+++ Material provided

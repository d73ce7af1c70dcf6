//! Application roles

use serde::{Deserialize, Serialize};

/// Role of an authenticated caller.
///
/// Stored as the `usr_admin` level: 0 user, 1 curator, 2 and above admin.
#[derive(Debug, Clone, Copy, PartialEq, Eq, Serialize, Deserialize, Default)]
#[serde(rename_all = "lowercase")]
pub enum AppRole {
    #[default]
    User,
    Curator,
    Admin,
}

impl AppRole {
    pub fn from_admin_level(level: i32) -> Self {
        match level {
            i32::MIN..=0 => AppRole::User,
            1 => AppRole::Curator,
            _ => AppRole::Admin,
        }
    }

    /// Curators and admins may annotate genesets they do not own.
    pub fn can_curate(self) -> bool {
        matches!(self, AppRole::Curator | AppRole::Admin)
    }
}

#[cfg(test)]
mod tests {
    use super::*;

    #[test]
    fn test_admin_levels() {
        assert_eq!(AppRole::from_admin_level(0), AppRole::User);
        assert_eq!(AppRole::from_admin_level(1), AppRole::Curator);
        assert_eq!(AppRole::from_admin_level(3), AppRole::Admin);
        assert!(!AppRole::User.can_curate());
        assert!(AppRole::Curator.can_curate());
    }
}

++++++

The task: Each entry, from start to finish, must be restated exactly.

Problem solution:
repository d73ce7af1c70dcf6
//! Application roles

use serde::{Deserialize, Serialize};

/// Role of an authenticated caller.
///
/// Stored as the `usr_admin` level: 0 user, 1 curator, 2 and above admin.
#[derive(Debug, Clone, Copy, PartialEq, Eq, Serialize, Deserialize, Default)]
#[serde(rename_all = "lowercase")]
pub enum AppRole {
    #[default]
    User,
    Curator,
    Admin,
}

impl AppRole {
    pub fn from_admin_level(level: i32) -> Self {
        match level {
            i32::MIN..=0 => AppRole::User,
            1 => AppRole::Curator,
            _ => AppRole::Admin,
        }
    }

    /// Curators and admins may annotate genesets they do not own.
    pub fn can_curate(self) -> bool {
        matches!(self, AppRole::Curator | AppRole::Admin)
    }
}

#[cfg(test)]
mod tests {
    use super::*;

    #[test]
    fn test_admin_levels() {
        assert_eq!(AppRole::from_admin_level(0), AppRole::User);
        assert_eq!(AppRole::from_admin_level(1), AppRole::Curator);
        assert_eq!(AppRole::from_admin_level(3), AppRole::Admin);
        assert!(!AppRole::User.can_curate());
        assert!(AppRole::Curator.can_curate());
    }
}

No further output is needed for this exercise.